Despite these challenges, there are several anecdotal and single center reports in the medical literature of successful paired donor exchanges in India.(3) Paired donor exchange must be encouraged among all kidney transplant centers because it is much more cost effective than ABO mismatch transplantation(4) and existing pharmacologic desensitization protocols. Most importantly, the results are superior because no immunologic barrier has to be overcome with paired donor exchange. As our knowledge of transplant immunology improves, perhaps there will ultimately be a cost effective and clinically equivalent way to desensitize mismatched donor/recipient pairs.
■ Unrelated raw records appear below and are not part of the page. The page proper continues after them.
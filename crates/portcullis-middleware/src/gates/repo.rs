//! Repository permission gates.
//!
//! These read the [`Repository`](portcullis_core::Repository) attached by
//! the resource stage. Without one they reject: a gate that cannot see a
//! permission never grants it.

use http::StatusCode;
use portcullis_core::{Handler, Outcome, RequestContext, UnitType};

use super::deny;

/// What a [`RepoGate`] demands.
#[derive(Debug, Clone, PartialEq, Eq)]
pub enum RepoRequirement {
    /// Read access to at least one of the units.
    Reader(Vec<UnitType>),
    /// Write access to at least one of the units.
    Writer(Vec<UnitType>),
    /// Repository administration.
    Admin,
    /// The repository accepts changes.
    NotArchived,
}

/// A gate over the caller's permission on the current repository.
#[derive(Debug, Clone)]
pub struct RepoGate {
    requirement: RepoRequirement,
}

impl RepoGate {
    /// Requires read access to `unit`.
    pub fn reader(unit: UnitType) -> Self {
        Self::reader_or(&[unit])
    }

    /// Requires write access to `unit`.
    pub fn writer(unit: UnitType) -> Self {
        Self::writer_or(&[unit])
    }

    /// Requires read access to any of `units`.
    pub fn reader_or(units: &[UnitType]) -> Self {
        Self {
            requirement: RepoRequirement::Reader(units.to_vec()),
        }
    }

    /// Requires write access to any of `units`.
    pub fn writer_or(units: &[UnitType]) -> Self {
        Self {
            requirement: RepoRequirement::Writer(units.to_vec()),
        }
    }

    /// Requires repository administration.
    pub fn admin() -> Self {
        Self {
            requirement: RepoRequirement::Admin,
        }
    }

    /// Rejects archived repositories.
    pub fn not_archived() -> Self {
        Self {
            requirement: RepoRequirement::NotArchived,
        }
    }

    /// Returns the requirement.
    pub fn requirement(&self) -> &RepoRequirement {
        &self.requirement
    }

    fn gate_name(&self) -> &'static str {
        match self.requirement {
            RepoRequirement::Reader(_) => "repo_reader",
            RepoRequirement::Writer(_) => "repo_writer",
            RepoRequirement::Admin => "repo_admin",
            RepoRequirement::NotArchived => "repo_not_archived",
        }
    }
}

impl Handler for RepoGate {
    fn handle(&self, ctx: &mut RequestContext) -> Outcome {
        let allowed = ctx.repository().is_some_and(|repo| match &self.requirement {
            RepoRequirement::Reader(units) => repo.permission.can_read_any(units),
            RepoRequirement::Writer(units) => repo.permission.can_write_any(units),
            RepoRequirement::Admin => repo.permission.is_admin(),
            RepoRequirement::NotArchived => !repo.is_archived,
        });
        if allowed {
            return Outcome::Continue;
        }

        if ctx.repository().is_none() {
            tracing::warn!(
                request_id = %ctx.request_id(),
                gate = self.gate_name(),
                "repository gate ran before a repository was assigned"
            );
        }
        let reason = match self.requirement {
            RepoRequirement::NotArchived => "This repository is archived.",
            _ => "You do not have permission to access this repository.",
        };
        deny(ctx, StatusCode::FORBIDDEN, self.gate_name(), reason)
    }

    fn name(&self) -> &str {
        self.gate_name()
    }
}

#[cfg(test)]
mod tests {
    use super::*;
    use http::Method;
    use portcullis_core::{fixtures, AccessMode, Permission, Repository};

    fn run(gate: &RepoGate, repo: Option<Repository>) -> (Outcome, StatusCode) {
        let mut ctx = fixtures::context(Method::GET, "/alice/proj/issues");
        if let Some(repo) = repo {
            ctx.set_repository(repo);
        }
        let outcome = gate.handle(&mut ctx);
        (outcome, ctx.response().status())
    }

    #[test]
    fn test_missing_repository_fails_closed() {
        for gate in [
            RepoGate::reader(UnitType::Code),
            RepoGate::writer(UnitType::Code),
            RepoGate::admin(),
            RepoGate::not_archived(),
        ] {
            let (outcome, status) = run(&gate, None);
            assert!(outcome.is_halt(), "{gate:?}");
            assert_eq!(status, StatusCode::FORBIDDEN);
        }
    }

    #[test]
    fn test_unit_reader() {
        let repo = fixtures::repository(&[(UnitType::Issues, AccessMode::Read)]);
        assert!(run(&RepoGate::reader(UnitType::Issues), Some(repo.clone())).0.is_continue());
        assert!(run(&RepoGate::reader(UnitType::Code), Some(repo.clone())).0.is_halt());
        assert!(run(&RepoGate::writer(UnitType::Issues), Some(repo)).0.is_halt());
    }

    #[test]
    fn test_reader_or_any_unit() {
        let repo = fixtures::repository(&[(UnitType::Releases, AccessMode::Read)]);
        let gate = RepoGate::reader_or(&[UnitType::PullRequests, UnitType::Issues, UnitType::Releases]);
        assert!(run(&gate, Some(repo.clone())).0.is_continue());
        assert!(run(&RepoGate::reader_or(&[]), Some(repo)).0.is_halt());
    }

    #[test]
    fn test_writer_or() {
        let repo = fixtures::repository(&[
            (UnitType::Code, AccessMode::Read),
            (UnitType::Wiki, AccessMode::Write),
        ]);
        let gate = RepoGate::writer_or(&[UnitType::Code, UnitType::Wiki]);
        assert!(run(&gate, Some(repo)).0.is_continue());
    }

    #[test]
    fn test_repo_admin_implies_units() {
        let repo = Repository::new("alice", "proj", Permission::new(AccessMode::Admin));
        assert!(run(&RepoGate::admin(), Some(repo.clone())).0.is_continue());
        assert!(run(&RepoGate::writer(UnitType::Projects), Some(repo)).0.is_continue());

        let writer = Repository::new("alice", "proj", Permission::new(AccessMode::Write));
        assert!(run(&RepoGate::admin(), Some(writer)).0.is_halt());
    }

    #[test]
    fn test_archived() {
        let repo = Repository::new("alice", "proj", Permission::new(AccessMode::Owner));
        assert!(run(&RepoGate::not_archived(), Some(repo.clone())).0.is_continue());

        let mut ctx = fixtures::context(Method::POST, "/alice/proj/settings");
        ctx.set_repository(repo.archived());
        assert!(RepoGate::not_archived().handle(&mut ctx).is_halt());
        assert_eq!(ctx.response().body(), b"This repository is archived.");
    }
}
//! One-stop import for the common surface.
//!
//! ```
//! use rxcore::prelude::*;
//! ```

pub use crate::{
  diagnostics::Diagnostics,
  error::SequenceError,
  event::Event,
  observable::{
    create, defer, empty, from_iter, interval, never, of, throw, timer, ConnectableObservable,
    Observable, Producer,
  },
  observer::{BoxObserver, CallbackObserver, Observer},
  ops::ThrottleEdge,
  scheduler::{self, EventLoopScheduler, ImmediateScheduler, Scheduler, TokioScheduler},
  sink::Sink,
  subject::{BehaviorSubject, PublishSubject, ReplaySubject},
  subscription::{
    CompositeSubscription, RefCountSubscription, SerialSubscription, SingleAssignmentSubscription,
    Subscription, SubscriptionLike,
  },
};
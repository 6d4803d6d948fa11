use crate::{
  observable::{Observable, Producer},
  observer::Observer,
  sink::Sink,
};

pub struct MapOp<Item, Err, F> {
  pub(crate) source: Observable<Item, Err>,
  pub(crate) transform: F,
}

impl<Item, Err, Out, F> Producer for MapOp<Item, Err, F>
where
  F: Fn(Item) -> Out + Clone + Send + Sync + 'static,
  Item: Send + 'static,
  Err: Send + 'static,
  Out: Send + 'static,
{
  type Item = Out;
  type Err = Err;

  fn run(&self, sink: Sink<Out, Err>) {
    let observer = MapObserver { sink: sink.clone(), transform: self.transform.clone() };
    self.source.attach(observer, &sink);
  }
}

struct MapObserver<Out, Err, F> {
  sink: Sink<Out, Err>,
  transform: F,
}

impl<Item, Err, Out, F> Observer<Item, Err> for MapObserver<Out, Err, F>
where
  F: Fn(Item) -> Out,
{
  fn next(&mut self, value: Item) { self.sink.next((self.transform)(value)) }

  fn error(&mut self, err: Err) { self.sink.error(err) }

  fn complete(&mut self) { self.sink.complete() }

  fn is_closed(&self) -> bool { self.sink.is_disposed() }
}

impl<Item, Err> Observable<Item, Err>
where
  Item: Send + 'static,
  Err: Send + 'static,
{
  /// Transform every value with `transform`, leaving errors and completion
  /// untouched.
  pub fn map<Out, F>(&self, transform: F) -> Observable<Out, Err>
  where
    F: Fn(Item) -> Out + Clone + Send + Sync + 'static,
    Out: Send + 'static,
  {
    Observable::from_producer(MapOp { source: self.clone(), transform })
  }
}
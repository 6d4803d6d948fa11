use std::{collections::VecDeque, sync::Arc};

use crate::{
  observable::{Observable, Producer},
  observer::Observer,
  sink::Sink,
  sync::ReentrantLock,
};

pub struct ZipOp<A, B, Err> {
  pub(crate) left: Observable<A, Err>,
  pub(crate) right: Observable<B, Err>,
}

impl<A, B, Err> Producer for ZipOp<A, B, Err>
where
  A: Send + 'static,
  B: Send + 'static,
  Err: Send + 'static,
{
  type Item = (A, B);
  type Err = Err;

  fn run(&self, sink: Sink<(A, B), Err>) {
    let shared = Arc::new(ZipShared {
      sink: sink.clone(),
      state: ReentrantLock::new(ZipState {
        left: VecDeque::new(),
        right: VecDeque::new(),
        left_done: false,
        right_done: false,
      }),
    });
    self
      .left
      .attach(ZipLeftObserver { shared: shared.clone() }, &sink);
    self.right.attach(ZipRightObserver { shared }, &sink);
  }
}

struct ZipState<A, B> {
  left: VecDeque<A>,
  right: VecDeque<B>,
  left_done: bool,
  right_done: bool,
}

impl<A, B> ZipState<A, B> {
  /// Exhausted means a finished side's queue can never pair again.
  fn exhausted(&self) -> bool {
    self.left_done && self.left.is_empty() || self.right_done && self.right.is_empty()
  }
}

struct ZipShared<A, B, Err> {
  sink: Sink<(A, B), Err>,
  state: ReentrantLock<ZipState<A, B>>,
}

impl<A, B, Err> ZipShared<A, B, Err> {
  /// Pop and forward ready pairs while holding the state lock, so a pair
  /// popped by one producer thread cannot be overtaken by the next pair on
  /// its way to the sink. The terminal goes out after the lock is released;
  /// its cascade may have to wait on a producer still inside a sibling
  /// stage.
  fn drain(&self) {
    let exhausted = {
      let guard = self.state.lock();
      loop {
        let pair = guard.with(|state| {
          if !state.left.is_empty() && !state.right.is_empty() {
            let a = state.left.pop_front();
            let b = state.right.pop_front();
            a.zip(b)
          } else {
            None
          }
        });
        match pair {
          Some(pair) => self.sink.next(pair),
          None => break,
        }
      }
      guard.with(|state| state.exhausted())
    };
    if exhausted {
      self.sink.complete();
    }
  }

  fn side_done(&self, left: bool) {
    self.state.with(|state| {
      if left {
        state.left_done = true;
      } else {
        state.right_done = true;
      }
    });
    self.drain();
  }
}

struct ZipLeftObserver<A, B, Err> {
  shared: Arc<ZipShared<A, B, Err>>,
}

impl<A, B, Err> Observer<A, Err> for ZipLeftObserver<A, B, Err> {
  fn next(&mut self, value: A) {
    self.shared.state.with(|state| state.left.push_back(value));
    self.shared.drain();
  }

  fn error(&mut self, err: Err) { self.shared.sink.error(err) }

  fn complete(&mut self) { self.shared.side_done(true) }

  fn is_closed(&self) -> bool { self.shared.sink.is_disposed() }
}

struct ZipRightObserver<A, B, Err> {
  shared: Arc<ZipShared<A, B, Err>>,
}

impl<A, B, Err> Observer<B, Err> for ZipRightObserver<A, B, Err> {
  fn next(&mut self, value: B) {
    self.shared.state.with(|state| state.right.push_back(value));
    self.shared.drain();
  }

  fn error(&mut self, err: Err) { self.shared.sink.error(err) }

  fn complete(&mut self) { self.shared.side_done(false) }

  fn is_closed(&self) -> bool { self.shared.sink.is_disposed() }
}

impl<A, Err> Observable<A, Err>
where
  A: Send + 'static,
  Err: Send + 'static,
{
  /// Pair values positionally: the nth emission is the tuple of each side's
  /// nth value. Completes as soon as a finished side can never pair again.
  pub fn zip<B>(&self, other: &Observable<B, Err>) -> Observable<(A, B), Err>
  where
    B: Send + 'static,
  {
    Observable::from_producer(ZipOp { left: self.clone(), right: other.clone() })
  }
}

#[cfg(test)]
mod test {
  use std::sync::Mutex as StdMutex;

  use crate::{observable::from_iter, subject::PublishSubject};

  use super::*;

  #[test]
  fn pairs_positionally() {
    let seen = Arc::new(StdMutex::new(Vec::new()));
    let s = seen.clone();
    from_iter::<_, ()>(1..=3)
      .zip(&from_iter(vec!["a", "b", "c"]))
      .subscribe(move |pair| s.lock().unwrap().push(pair));
    assert_eq!(*seen.lock().unwrap(), vec![(1, "a"), (2, "b"), (3, "c")]);
  }

  #[test]
  fn the_shorter_side_ends_the_zip() {
    let a = PublishSubject::<i32, ()>::new();
    let b = PublishSubject::<i32, ()>::new();
    let log = Arc::new(StdMutex::new(Vec::new()));
    let (l, l2) = (log.clone(), log.clone());
    a.observable().zip(&b.observable()).subscribe_complete(
      move |pair| l.lock().unwrap().push(format!("{pair:?}")),
      move || l2.lock().unwrap().push("c".into()),
    );
    a.next(1);
    a.next(2);
    b.next(10);
    a.complete();
    // One left value is still queued, so the zip lives on.
    assert_eq!(*log.lock().unwrap(), vec!["(1, 10)"]);
    b.next(20);
    assert_eq!(*log.lock().unwrap(), vec!["(1, 10)", "(2, 20)", "c"]);
  }
}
But for the moment, encouraging paired donor exchange transplants whenever possible offers the best solution.

References:

  1. Past, present and future of kidney paired donation transplantation in India - (https://www.ncbi.nlm.nih.gov/pubmed/28507916)
  2. Increasing access to renal transplantation in India through our single-center kidney paired donation program: a model for the developing world to prevent commercial transplantation - (https://www.ncbi.nlm.nih.gov/pubmed/24947741)
  3. Kidney-Paired Donation to Increase Living Donor Kidney Transplantation in India: Guidelines of Indian Society of Organ Transplantation - 2017 - (https://www.ncbi.nlm.nih.gov/pmc/articles/PMC5830802/)
  4. Seventy-seven kidney paired donation transplantations at a single transplant centre in India led to an increase in living donor kidney transplantations in 2015 - (https://www.ncbi.nlm.nih.gov/pmc/articles/PMC5622902/)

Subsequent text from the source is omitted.